The Terminal Man
Finally <dramatic pause>. Finally, I have achieved my childhood dream. It is a dream I never imagined I could possibly reach, a dream that equals nay surpasses the lofty aspirations of Martin Luther King’s immortal speech ‘I Have A Dream‘ – Ladies and Gentleman, I have finally seen a film in every cinema in central London. Yes, yes I know, quite an achievement eh? 2008 is certainly going down in the Mint’s history book. I popped over to the ICA last night after a hard days slog in Folkestone to catch a little known US Sci-Fi picture by the name of ‘The Terminal Man‘, a 1974 film never distributed in the UK due to its initial box office failure in the States. It is not to my knowledge available on DVD or Blu-Ray in Region 2 so this was pretty much a very rare chance to see this obscure cult oddity without shelling out for an overseas copy. In any case, it’s always preferable to catch movies on the big screen ain’t it?

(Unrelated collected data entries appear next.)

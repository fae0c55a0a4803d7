//! Token-based authentication.
//!
//! Login issues an HS256 JWT carrying the username and role; every protected
//! handler takes a [`CurrentUser`] extractor that validates the token from
//! the `Authorization: Bearer` header.

pub mod jwt;

pub use jwt::{Claims, CurrentUser, JwtService};

use thiserror::Error;

/// Errors from token issuance and validation.
#[derive(Debug, Error)]
pub enum AuthError {
    /// No `Authorization: Bearer` header on the request.
    #[error("missing bearer token")]
    MissingToken,

    /// The token is expired, malformed, or carries a bad signature.
    #[error("invalid token")]
    InvalidToken,

    /// Token issuance failed.
    #[error("failed to issue token")]
    TokenIssuance,
}
#![no_std]

mod events;
mod storage_types;


use storage_types::{
    Campaign, CampaignId, CampaignSummary, CrowdfundError, DataKey, PersistentKey, Request,
    RequestIndex, RequestStatus, TTL_INSTANCE, TTL_PERSISTENT,
};

use soroban_sdk::{contract, contractimpl, panic_with_error, token, Address, Env, String, Vec};

#[contract]
pub struct CrowdfundContract;

#[contractimpl]
impl CrowdfundContract {
    /// Initialize the contract with the funding token address
    pub fn initialize(env: Env, token_address: Address) {
        if env.storage().instance().has(&DataKey::TokenAddress) {
            panic_with_error!(&env, CrowdfundError::AlreadyInitialized);
        }

        env.storage().instance().set(&DataKey::TokenAddress, &token_address);
        env.storage().instance().set(&DataKey::NextCampaignId, &1u64);
        env.storage()
            .persistent()
            .set(&PersistentKey::Campaigns, &Vec::<CampaignId>::new(&env));

        extend_persistent(&env, &PersistentKey::Campaigns);
        extend_instance(&env);
    }

    /// Create a new campaign managed by `creator`
    pub fn create_campaign(env: Env, creator: Address, minimum_contribution: i128) -> CampaignId {
        creator.require_auth();

        if minimum_contribution <= 0 {
            panic_with_error!(&env, CrowdfundError::InvalidAmount);
        }

        let campaign_id: CampaignId = env
            .storage()
            .instance()
            .get(&DataKey::NextCampaignId)
            .unwrap_or_else(|| panic_with_error!(&env, CrowdfundError::NotInitialized));

        let campaign = Campaign {
            id: campaign_id,
            manager: creator.clone(),
            minimum_contribution,
            balance: 0,
            approvers_count: 0,
            request_count: 0,
            created_at: env.ledger().timestamp(),
        };

        let mut registry: Vec<CampaignId> = env
            .storage()
            .persistent()
            .get(&PersistentKey::Campaigns)
            .unwrap_or_else(|| Vec::new(&env));
        registry.push_back(campaign_id);

        env.storage().persistent().set(&PersistentKey::Campaign(campaign_id), &campaign);
        env.storage().persistent().set(&PersistentKey::Campaigns, &registry);
        env.storage().instance().set(&DataKey::NextCampaignId, &(campaign_id + 1));

        extend_persistent(&env, &PersistentKey::Campaign(campaign_id));
        extend_persistent(&env, &PersistentKey::Campaigns);
        extend_instance(&env);

        events::emit_campaign_created(
            &env,
            events::CampaignCreatedEvent {
                campaign_id,
                manager: creator,
                minimum_contribution,
            },
        );

        campaign_id
    }

    /// All campaign ids, in creation order
    pub fn get_deployed_campaigns(env: Env) -> Vec<CampaignId> {
        env.storage()
            .persistent()
            .get(&PersistentKey::Campaigns)
            .unwrap_or_else(|| Vec::new(&env))
    }

    /// Contribute to a campaign. Contributions strictly above the minimum
    /// grant voting rights; membership is granted once per identity.
    pub fn contribute(env: Env, campaign_id: CampaignId, contributor: Address, amount: i128) {
        contributor.require_auth();

        let mut campaign = get_campaign(&env, campaign_id);
        if amount <= campaign.minimum_contribution {
            panic_with_error!(&env, CrowdfundError::ContributionTooSmall);
        }

        collect_payment(&env, &contributor, amount);
        campaign.balance += amount;

        let approver_key = PersistentKey::Approver(campaign_id, contributor.clone());
        let new_approver = !env.storage().persistent().has(&approver_key);
        if new_approver {
            env.storage().persistent().set(&approver_key, &true);
            campaign.approvers_count += 1;
            extend_persistent(&env, &approver_key);
        }

        env.storage().persistent().set(&PersistentKey::Campaign(campaign_id), &campaign);
        extend_persistent(&env, &PersistentKey::Campaign(campaign_id));

        events::emit_contribution_made(
            &env,
            events::ContributionMadeEvent {
                campaign_id,
                contributor,
                amount,
                new_approver,
            },
        );
    }

    /// Create a spending request (manager only)
    pub fn create_request(
        env: Env,
        campaign_id: CampaignId,
        caller: Address,
        description: String,
        value: i128,
        recipient: Address,
    ) -> RequestIndex {
        caller.require_auth();

        let mut campaign = get_campaign(&env, campaign_id);
        if caller != campaign.manager {
            panic_with_error!(&env, CrowdfundError::NotAuthorized);
        }
        if value <= 0 {
            panic_with_error!(&env, CrowdfundError::InvalidAmount);
        }

        let request_index = campaign.request_count;
        let request = Request {
            index: request_index,
            description: description.clone(),
            value,
            recipient: recipient.clone(),
            status: RequestStatus::Pending,
            approval_count: 0,
        };
        campaign.request_count += 1;

        env.storage()
            .persistent()
            .set(&PersistentKey::Request(campaign_id, request_index), &request);
        env.storage().persistent().set(&PersistentKey::Campaign(campaign_id), &campaign);

        extend_persistent(&env, &PersistentKey::Request(campaign_id, request_index));
        extend_persistent(&env, &PersistentKey::Campaign(campaign_id));

        events::emit_request_created(
            &env,
            events::RequestCreatedEvent {
                campaign_id,
                request_index,
                description,
                value,
                recipient,
            },
        );

        request_index
    }

    /// Vote yes on a request. Approvers only, at most once per request.
    pub fn approve_request(
        env: Env,
        campaign_id: CampaignId,
        approver: Address,
        request_index: RequestIndex,
    ) {
        approver.require_auth();

        get_campaign(&env, campaign_id);

        if !env
            .storage()
            .persistent()
            .has(&PersistentKey::Approver(campaign_id, approver.clone()))
        {
            panic_with_error!(&env, CrowdfundError::NotApprover);
        }

        let mut request = get_request(&env, campaign_id, request_index);

        let vote_key = PersistentKey::Approval(campaign_id, request_index, approver.clone());
        if env.storage().persistent().has(&vote_key) {
            panic_with_error!(&env, CrowdfundError::AlreadyApproved);
        }

        env.storage().persistent().set(&vote_key, &true);
        request.approval_count += 1;
        env.storage()
            .persistent()
            .set(&PersistentKey::Request(campaign_id, request_index), &request);

        extend_persistent(&env, &vote_key);
        extend_persistent(&env, &PersistentKey::Request(campaign_id, request_index));

        events::emit_request_approved(
            &env,
            events::RequestApprovedEvent {
                campaign_id,
                request_index,
                approver,
                approval_count: request.approval_count,
            },
        );
    }

    /// Pay out an approved request (manager only). Transfers the request
    /// value to its recipient and finalizes the request in one invocation.
    pub fn finalize_request(
        env: Env,
        campaign_id: CampaignId,
        caller: Address,
        request_index: RequestIndex,
    ) {
        caller.require_auth();

        let mut campaign = get_campaign(&env, campaign_id);
        if caller != campaign.manager {
            panic_with_error!(&env, CrowdfundError::NotAuthorized);
        }

        let mut request = get_request(&env, campaign_id, request_index);
        match request.status {
            RequestStatus::Pending => {}
            RequestStatus::Finalized => panic_with_error!(&env, CrowdfundError::AlreadyFinalized),
        }

        // Strict majority of all-time approvers, floor division
        if request.approval_count <= campaign.approvers_count / 2 {
            panic_with_error!(&env, CrowdfundError::MajorityNotReached);
        }
        if campaign.balance < request.value {
            panic_with_error!(&env, CrowdfundError::InsufficientBalance);
        }

        disburse_payment(&env, &request.recipient, request.value);
        campaign.balance -= request.value;
        request.status = RequestStatus::Finalized;

        env.storage()
            .persistent()
            .set(&PersistentKey::Request(campaign_id, request_index), &request);
        env.storage().persistent().set(&PersistentKey::Campaign(campaign_id), &campaign);

        extend_persistent(&env, &PersistentKey::Request(campaign_id, request_index));
        extend_persistent(&env, &PersistentKey::Campaign(campaign_id));

        events::emit_request_finalized(
            &env,
            events::RequestFinalizedEvent {
                campaign_id,
                request_index,
                recipient: request.recipient,
                value: request.value,
            },
        );
    }

    /// View functions
    pub fn get_campaign(env: Env, campaign_id: CampaignId) -> Campaign {
        get_campaign(&env, campaign_id)
    }

    pub fn get_request(env: Env, campaign_id: CampaignId, request_index: RequestIndex) -> Request {
        get_request(&env, campaign_id, request_index)
    }

    pub fn get_summary(env: Env, campaign_id: CampaignId) -> CampaignSummary {
        let campaign = get_campaign(&env, campaign_id);
        CampaignSummary {
            minimum_contribution: campaign.minimum_contribution,
            balance: campaign.balance,
            request_count: campaign.request_count,
            approvers_count: campaign.approvers_count,
            manager: campaign.manager,
        }
    }

    pub fn get_requests_count(env: Env, campaign_id: CampaignId) -> u32 {
        get_campaign(&env, campaign_id).request_count
    }

    pub fn is_approver(env: Env, campaign_id: CampaignId, who: Address) -> bool {
        env.storage()
            .persistent()
            .has(&PersistentKey::Approver(campaign_id, who))
    }

    pub fn has_approved(
        env: Env,
        campaign_id: CampaignId,
        request_index: RequestIndex,
        who: Address,
    ) -> bool {
        env.storage()
            .persistent()
            .has(&PersistentKey::Approval(campaign_id, request_index, who))
    }
}

// Helper functions
fn extend_instance(env: &Env) {
    env.storage().instance().extend_ttl(TTL_INSTANCE, TTL_INSTANCE);
}

fn extend_persistent(env: &Env, key: &PersistentKey) {
    env.storage().persistent().extend_ttl(key, TTL_PERSISTENT, TTL_PERSISTENT);
}

fn get_campaign(env: &Env, campaign_id: CampaignId) -> Campaign {
    env.storage()
        .persistent()
        .get(&PersistentKey::Campaign(campaign_id))
        .unwrap_or_else(|| panic_with_error!(env, CrowdfundError::CampaignNotFound))
}

fn get_request(env: &Env, campaign_id: CampaignId, request_index: RequestIndex) -> Request {
    env.storage()
        .persistent()
        .get(&PersistentKey::Request(campaign_id, request_index))
        .unwrap_or_else(|| panic_with_error!(env, CrowdfundError::RequestNotFound))
}

fn funding_token_address(env: &Env) -> Address {
    env.storage()
        .instance()
        .get(&DataKey::TokenAddress)
        .unwrap_or_else(|| panic_with_error!(env, CrowdfundError::NotInitialized))
}

fn collect_payment(env: &Env, from: &Address, amount: i128) {
    let token_client = token::Client::new(env, &funding_token_address(env));
    token_client.transfer(from, &env.current_contract_address(), &amount);
}

fn disburse_payment(env: &Env, to: &Address, amount: i128) {
    let token_client = token::Client::new(env, &funding_token_address(env));
    token_client.transfer(&env.current_contract_address(), to, &amount);
}
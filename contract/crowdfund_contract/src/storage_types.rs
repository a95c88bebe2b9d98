use soroban_sdk::{contracterror, contracttype, Address, String};

// Storage keys for instance data
#[derive(Clone)]
#[contracttype]
pub enum DataKey {
    TokenAddress,
    NextCampaignId,
}

// Storage keys for persistent data
#[derive(Clone)]
#[contracttype]
pub enum PersistentKey {
    Campaigns,
    Campaign(CampaignId),
    Approver(CampaignId, Address),
    Request(CampaignId, RequestIndex),
    Approval(CampaignId, RequestIndex, Address),
}

// Campaign ids are assigned from a counter starting at 1; requests are
// indexed 0-based within their campaign.
pub type CampaignId = u64;
pub type RequestIndex = u32;

// Lifecycle of a spending request. Finalization is one-way.
#[derive(Clone, Copy, Debug, PartialEq)]
#[contracttype]
pub enum RequestStatus {
    Pending,
    Finalized,
}

// Per-campaign ledger state
#[derive(Clone)]
#[contracttype]
pub struct Campaign {
    pub id: CampaignId,
    pub manager: Address,
    pub minimum_contribution: i128,
    pub balance: i128,
    pub approvers_count: u32,
    pub request_count: u32,
    pub created_at: u64,
}

// A proposed disbursement of campaign funds
#[derive(Clone)]
#[contracttype]
pub struct Request {
    pub index: RequestIndex,
    pub description: String,
    pub value: i128,
    pub recipient: Address,
    pub status: RequestStatus,
    pub approval_count: u32,
}

// Flattened campaign view returned by `get_summary`
#[derive(Clone)]
#[contracttype]
pub struct CampaignSummary {
    pub minimum_contribution: i128,
    pub balance: i128,
    pub request_count: u32,
    pub approvers_count: u32,
    pub manager: Address,
}

// Contract error codes
#[contracterror]
#[derive(Copy, Clone, Debug, Eq, PartialEq, PartialOrd, Ord)]
#[repr(u32)]
pub enum CrowdfundError {
    AlreadyInitialized = 1,
    NotInitialized = 2,
    NotAuthorized = 3,
    InvalidAmount = 4,
    ContributionTooSmall = 5,
    NotApprover = 6,
    AlreadyApproved = 7,
    AlreadyFinalized = 8,
    MajorityNotReached = 9,
    InsufficientBalance = 10,
    CampaignNotFound = 11,
    RequestNotFound = 12,
}

// Constants
pub const TTL_INSTANCE: u32 = 17280 * 30; // 30 days
pub const TTL_PERSISTENT: u32 = 17280 * 90; // 90 days
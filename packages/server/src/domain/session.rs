//! ドメインモデル: セッション
//!
//! 接続中のクライアント 1 つ分の識別子とニックネームを定義します。

use std::fmt;

use uuid::Uuid;

/// セッション ID
///
/// 接続ごとに生成される一意な識別子。ニックネームは変更可能かつ重複し得る
/// ため、レジストリのキーには必ずこちらを使う。
#[derive(Debug, Clone, PartialEq, Eq, Hash)]
pub struct SessionId(Uuid);

impl SessionId {
    /// 新しいセッション ID を生成
    pub fn generate() -> Self {
        Self(Uuid::new_v4())
    }
}

impl fmt::Display for SessionId {
    fn fmt(&self, f: &mut fmt::Formatter<'_>) -> fmt::Result {
        write!(f, "{}", self.0)
    }
}

/// ニックネーム
///
/// クライアントが接続直後に送った 1 行目をそのまま保持する。空文字列も
/// 重複もバリデーションせずに受け入れる（プロトコル仕様どおり）。
#[derive(Debug, Clone, PartialEq, Eq)]
pub struct Nickname(String);

impl Nickname {
    /// 新しいニックネームを作成
    pub fn new(value: String) -> Self {
        Self(value)
    }

    /// 文字列表現を取得
    pub fn as_str(&self) -> &str {
        &self.0
    }
}

impl fmt::Display for Nickname {
    fn fmt(&self, f: &mut fmt::Formatter<'_>) -> fmt::Result {
        write!(f, "{}", self.0)
    }
}

/// セッション
///
/// 接続 1 本分の識別子と現在のニックネーム。接続ハンドル自体は UI 層が
/// 所有し、レジストリは送信チャンネル経由で参照するだけ。
#[derive(Debug, Clone, PartialEq, Eq)]
pub struct Session {
    pub id: SessionId,
    pub nickname: Nickname,
}

impl Session {
    /// 新しいセッションを作成
    pub fn new(id: SessionId, nickname: Nickname) -> Self {
        Self { id, nickname }
    }
}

Based on an early Michael Crichton story ‘The Terminal Man’ opens with our hero Benson (played by 70′s star George Segal) arriving at a secure government hospital escorted by two nervous guards. Benson has been suffering homicidal amnesiac breakdowns following his possibly deluded belief that the prevalence of new technology and computing is destroying the planet. The hospital management decide to perform some radical experimental surgery and insert computer chips into Benson’s brain to control his subconscious urges (yeah, yeah I know – not exactly the most appropriate cure for a paranoid Luddite) in an effort to suppress his murderous black-outs. After a successful operation Benson’s emotions and memories are electronically manipulated and measured during a brief series of interviews and experiments with institute staff, the results of which concluding that Benson has been cured and can return to the world as a normal, productive member of society. Of course Benson is far from cured and soon escapes his confinement, the authorities in hot pursuit to cover up their failure and eliminate the threat….
Naturally I’m a bit of a completest when it comes to both cult SF and 1970′s cinema so this was something of a double whammy, the fact that director Mike Hodges recently revealed that he had received a letter from legendary recluse Terence Malick praising the film during its initial release made this an essential trip. Hodges was present and gave a brief introduction explaining that although this new print was being marketed as a ‘Directors Cut’ that was a bit naughty as the changes to the original release was not the addition of any material but the removal of a prologue scene, inserted against his wishes which gave some back-story to the Benson character as the studio felt that the audience wouldn’t empathize with the films core protagonist. Quite apart from the obvious ‘Capricorn One‘ post Watergate feel to the film it’s fairly obvious that the film is something of a critique of the emerging ‘Self Help’ medicated, pill popping society that emerged in the comedown of the phantasmagorical 1960′s. Think I’m reading too much into it? Hmmm, well, maybe but quite apart from the psychological medical solution theme that forms the spine of the film there is a blatantly obvious name-check of Scientology in one scene which I don’t think was accidental. It was quite slow, distant and ponderous (hence the Malick appreciation I suspect) without any exciting chases or nail-biting suspense sequences, much more of a mood piece that concludes on a indistinct symbolic scene in a graveyard. Glad I saw it, but to be honest equally glad I didn’t buy a copy from overseas.
In any case it was nice to make my premiere visit to the ICA and see Mike Hodges in the flesh, he is of course cemented in any footnote of UK cinema history given that he is the director behind one of our finest crime films ‘Get Carter‘. I’ve also got a soft spot for one of his other rare cult movies ‘Black Rainbow‘ (big in Japan apparently. I’m not joking) but can’t agree with the critical plaudits that his more recent film ‘Croupier‘ received, I thought that film was a deeply unimpressive and unengaging piece of work. Still, its been a decade so maybe worth a re-visit.